January 28th, 2010 - 10:30 pm

President Barack Obama, in his first State of the Union address, told us a lot about the state of Obama. But did he clarify anything important about the state of America?

These are fascinating and freighted times. There is a real revolt going on against big, big, big and bigger government. There is a real debate finally coming into view over the character and working principles of this country — which were largely sidelined amid the techno-twitter and polymorphous “Yes we can” of the 2008 campaign. And there are real dangers to this country, and our democratic allies — which no amount of Obama’s “engagement” over the past year has done anything to solve.

This was — as Obama likes to say — “the moment” to ackowledge this scene, and talk about what it means and where it goes.
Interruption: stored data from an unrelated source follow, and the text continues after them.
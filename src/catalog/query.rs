use std::sync::Arc;

use crate::error::{Error, Result};
use crate::store::Store;
use crate::types::{Catalog, CatalogKey, GLOBAL_ENVIRONMENT, Template, Version};

/// Environment-scoped reads. An environment sees its own catalogs and the
/// global ones.
#[derive(Clone)]
pub struct QueryFacade {
    store: Arc<dyn Store>,
}

impl QueryFacade {
    pub fn new(store: Arc<dyn Store>) -> Self {
        Self { store }
    }

    pub fn get_version(
        &self,
        environment_id: &str,
        catalog: &str,
        template: &str,
        revision: i64,
    ) -> Result<Version> {
        self.store
            .version_snapshot(environment_id, catalog, template, revision)?
            .ok_or(Error::NotFound)
    }

    /// Empty when the template exists but currently has no versions.
    pub fn list_versions(
        &self,
        environment_id: &str,
        catalog: &str,
        template: &str,
    ) -> Result<Vec<Version>> {
        self.store
            .versions_snapshot(environment_id, catalog, template)?
            .ok_or(Error::NotFound)
    }

    /// The catalog named `name` as seen from `environment_id`: its own one if
    /// it has it, the global one otherwise.
    pub fn resolve_catalog(&self, environment_id: &str, name: &str) -> Result<Catalog> {
        if let Some(catalog) = self
            .store
            .get_catalog_by_key(&CatalogKey::new(environment_id, name))?
        {
            return Ok(catalog);
        }
        self.store
            .get_catalog_by_key(&CatalogKey::new(GLOBAL_ENVIRONMENT, name))?
            .ok_or(Error::NotFound)
    }

    pub fn list_templates(&self, environment_id: &str, catalog: &str) -> Result<Vec<Template>> {
        let catalog = self.resolve_catalog(environment_id, catalog)?;
        self.store.list_templates(catalog.id)
    }
}
use std::sync::Arc;

use axum::{
    Json,
    extract::{Path, Query, State},
    response::IntoResponse,
};

use crate::server::AppState;
use crate::server::dto::{EnvironmentParams, VersionResponse};
use crate::server::response::{ApiError, ApiResponse};

pub async fn list_versions(
    State(state): State<Arc<AppState>>,
    Path((catalog, template)): Path<(String, String)>,
    Query(params): Query<EnvironmentParams>,
) -> impl IntoResponse {
    let versions = state
        .query
        .list_versions(params.environment_id(), &catalog, &template)?;

    let data: Vec<_> = versions
        .into_iter()
        .map(|v| VersionResponse::new(v, &catalog, &template))
        .collect();

    Ok::<_, ApiError>(Json(ApiResponse::success(data)))
}

pub async fn get_version(
    State(state): State<Arc<AppState>>,
    Path((catalog, template, revision)): Path<(String, String, i64)>,
    Query(params): Query<EnvironmentParams>,
) -> impl IntoResponse {
    let version = state
        .query
        .get_version(params.environment_id(), &catalog, &template, revision)?;

    Ok::<_, ApiError>(Json(ApiResponse::success(VersionResponse::new(
        version, &catalog, &template,
    ))))
}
The real State of the Union.

Instead, what sticks in my mind is that the president put more gusto into castigating the Supreme Court than he did into addressing the clear and present danger of Iran’s terror-sponsoring mullahs and their nuclear bomb program. The justices were chewed out, seated as a captive audience right in front of the president, while he lambasted them, asked Congress to follow up, and the crowd behind them rose to applaud.

For Iran’s rulers, the treatment was rather more disinterested. Obama mentioned Iran’s bomb program near the end of his 70-minute speech, describing them as “more isolated,” because they are “violating international agreements.” If they ”continue to ignore their obligations” they will “face growing consequences.”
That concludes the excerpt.